The US government said it is now used "for intelligence-related purposes".
"All Americans should be alarmed by Russia's actions," Obama said.
"Moreover, our diplomats have experienced an unacceptable level of harassment in Moscow by Russian security services and police over the last year. Such activities have consequences."
The US intelligence community all agree that Russia interfered in US elections to put Trump in the White House.
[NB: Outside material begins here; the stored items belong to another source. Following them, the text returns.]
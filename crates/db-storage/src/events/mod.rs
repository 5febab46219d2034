// SPDX-FileCopyrightText: OpenTalk GmbH <mail@opentalk.eu>
//
// SPDX-License-Identifier: EUPL-1.2

use crate::schema::{events, users};
use crate::users::User;
use chrono::{DateTime, Utc};
use database::{DatabaseError, DbConnection, Paginate, Result};
use diesel::prelude::*;

pub use types::core::{EventId, UserId};

pub mod participants;

#[derive(Debug, Clone, PartialEq, Eq, Queryable, Identifiable, Associations)]
#[diesel(table_name = events)]
#[diesel(belongs_to(User, foreign_key = created_by))]
pub struct Event {
    pub id: EventId,
    pub title: String,
    pub description: String,
    pub location: Option<String>,
    pub starts_at: DateTime<Utc>,
    pub ends_at: DateTime<Utc>,

    /// Upper bound of attending participants, the organizer included.
    /// `None` means unlimited.
    pub max_participants: Option<i32>,

    /// The organizer, never changes after creation
    pub created_by: UserId,
    pub created_at: DateTime<Utc>,
    pub updated_at: DateTime<Utc>,
}

impl Event {
    /// Returns true if another attending participant fits into the event
    /// given the current amount of attending participants
    pub fn has_capacity_for_one_more(&self, attending: i64) -> bool {
        match self.max_participants {
            Some(max) => attending < i64::from(max),
            None => true,
        }
    }

    pub fn has_started(&self, now: DateTime<Utc>) -> bool {
        self.starts_at <= now
    }

    #[tracing::instrument(err, skip_all)]
    pub fn get(conn: &mut DbConnection, event_id: EventId) -> Result<Event> {
        let event = events::table
            .filter(events::id.eq(event_id))
            .get_result(conn)?;

        Ok(event)
    }

    /// Get the event and lock its row until the surrounding transaction ends
    ///
    /// Every operation that admits attending participants takes this lock first,
    /// which serializes admissions per event across all connections.
    #[tracing::instrument(err, skip_all)]
    pub fn get_for_update(conn: &mut DbConnection, event_id: EventId) -> Result<Event> {
        let event = events::table
            .filter(events::id.eq(event_id))
            .for_update()
            .get_result(conn)?;

        Ok(event)
    }

    /// Returns the requested page of events ordered by their start and the total amount of events
    #[tracing::instrument(err, skip_all)]
    pub fn get_all_paginated(
        conn: &mut DbConnection,
        per_page: i64,
        page: i64,
    ) -> Result<(Vec<Event>, i64)> {
        let query = events::table
            .order_by((events::starts_at.asc(), events::id.asc()))
            .paginate_by(per_page, page);

        let events_with_total = query.load_and_count::<Event, _>(conn)?;

        Ok(events_with_total)
    }

    /// Get the event together with its organizer
    #[tracing::instrument(err, skip_all)]
    pub fn get_with_organizer(conn: &mut DbConnection, event_id: EventId) -> Result<(Event, User)> {
        let event_with_organizer = events::table
            .inner_join(users::table)
            .filter(events::id.eq(event_id))
            .get_result(conn)?;

        Ok(event_with_organizer)
    }

    /// Deletes the event, its participants, invitations and notifications are removed with it
    #[tracing::instrument(err, skip_all)]
    pub fn delete_by_id(conn: &mut DbConnection, event_id: EventId) -> Result<()> {
        let deleted = diesel::delete(events::table.filter(events::id.eq(event_id))).execute(conn)?;

        if deleted == 0 {
            return Err(DatabaseError::NotFound);
        }

        Ok(())
    }
}

#[derive(Debug, Insertable)]
#[diesel(table_name = events)]
pub struct NewEvent {
    pub title: String,
    pub description: String,
    pub location: Option<String>,
    pub starts_at: DateTime<Utc>,
    pub ends_at: DateTime<Utc>,
    pub max_participants: Option<i32>,
    pub created_by: UserId,
}

impl NewEvent {
    #[tracing::instrument(err, skip_all)]
    pub fn insert(self, conn: &mut DbConnection) -> Result<Event> {
        let event = diesel::insert_into(events::table)
            .values(self)
            .get_result(conn)?;

        Ok(event)
    }
}

/// Changes to an event, None fields are left untouched
///
/// The nested options of nullable columns allow resetting them to NULL.
#[derive(Debug, AsChangeset)]
#[diesel(table_name = events)]
pub struct UpdateEvent {
    pub title: Option<String>,
    pub description: Option<String>,
    pub location: Option<Option<String>>,
    pub starts_at: Option<DateTime<Utc>>,
    pub ends_at: Option<DateTime<Utc>>,
    pub max_participants: Option<Option<i32>>,
    pub updated_at: DateTime<Utc>,
}

impl UpdateEvent {
    #[tracing::instrument(err, skip_all)]
    pub fn apply(self, conn: &mut DbConnection, event_id: EventId) -> Result<Event> {
        let event = diesel::update(events::table.filter(events::id.eq(event_id)))
            .set(self)
            .get_result(conn)?;

        Ok(event)
    }
}
// SPDX-FileCopyrightText: OpenTalk GmbH <mail@opentalk.eu>
//
// SPDX-License-Identifier: EUPL-1.2

crate::diesel_newtype! {
    #[derive(Copy)] EventId(uuid::Uuid) => diesel::sql_types::Uuid
}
They also believe in Russian hand in the hacking and release of Democratic Party and Clinton staff emails.
People tied to a Russian disinformation campaign that US intelligence officials say targeted Clinton's campaign may also be named under the plans, according to CNN.
Republican Lindsey Graham said in an interview on Dec. 27 that 99 per cent of US senators believe Russia interfered in the US presidential elections.
Washington accuses the Russian military's Main Intelligence Directorate (GRU) of hacking information with the intent to interfere with the US election -- and says the Federal Security Service (FSB) helped, AFP reported.
Four individual GRU officers including agency chief Igor Valentinovich Korobov and three other entities will face sanctions.
AFP reported that the US Treasury slapped sanctions on two individuals, Evgeniy Mikhailovich Bogachev and Aleksey Alekseyevich Belan, for "involvement in malicious cyber-enabled activities."
The sanctions will freeze their assets in the US and block business with US companies.
Obama said that the government will continue to take actions,'some of which will not be publicised'.
Obama said that the government will continue to take actions, 'some of which will not be publicised'
"These actions are not the sum total of our response to Russia's aggressive activities. We will continue to take a variety of actions at a time and place of our choosing, some of which will not be publicised," Obama said.
"The United States and friends and allies around the world must work together to oppose Russia's efforts to undermine established international norms of behavior and interfere with democratic governance."
Trump denied any links with Russia and said,"I think we ought to get on with our lives," on Wednesday.
The White House had warned Russia to stop cyber-meddling pre-elections, The Washington Post reported.
And about a week before the election, Washington sent a message to Moscow using a special crisis communication channel for the first time, asking it to stop targeting state voter registration and election systems, according to AFP.
Russian foreign ministry spokeswoman Maria Zakharova said Moscow will respond to any "hostile steps" from Washington.